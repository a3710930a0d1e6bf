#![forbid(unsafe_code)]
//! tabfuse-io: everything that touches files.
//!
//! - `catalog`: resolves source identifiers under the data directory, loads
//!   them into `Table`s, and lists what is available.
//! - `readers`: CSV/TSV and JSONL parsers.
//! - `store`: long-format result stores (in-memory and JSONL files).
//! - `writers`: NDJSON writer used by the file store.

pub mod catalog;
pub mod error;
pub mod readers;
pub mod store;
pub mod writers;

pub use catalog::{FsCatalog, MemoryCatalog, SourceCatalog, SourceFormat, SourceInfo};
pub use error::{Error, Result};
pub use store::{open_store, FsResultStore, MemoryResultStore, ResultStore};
# # # # # # #
# Task to complete
State how many lines of the records contain the string "files". The number is the whole answer.

# Exercise result
2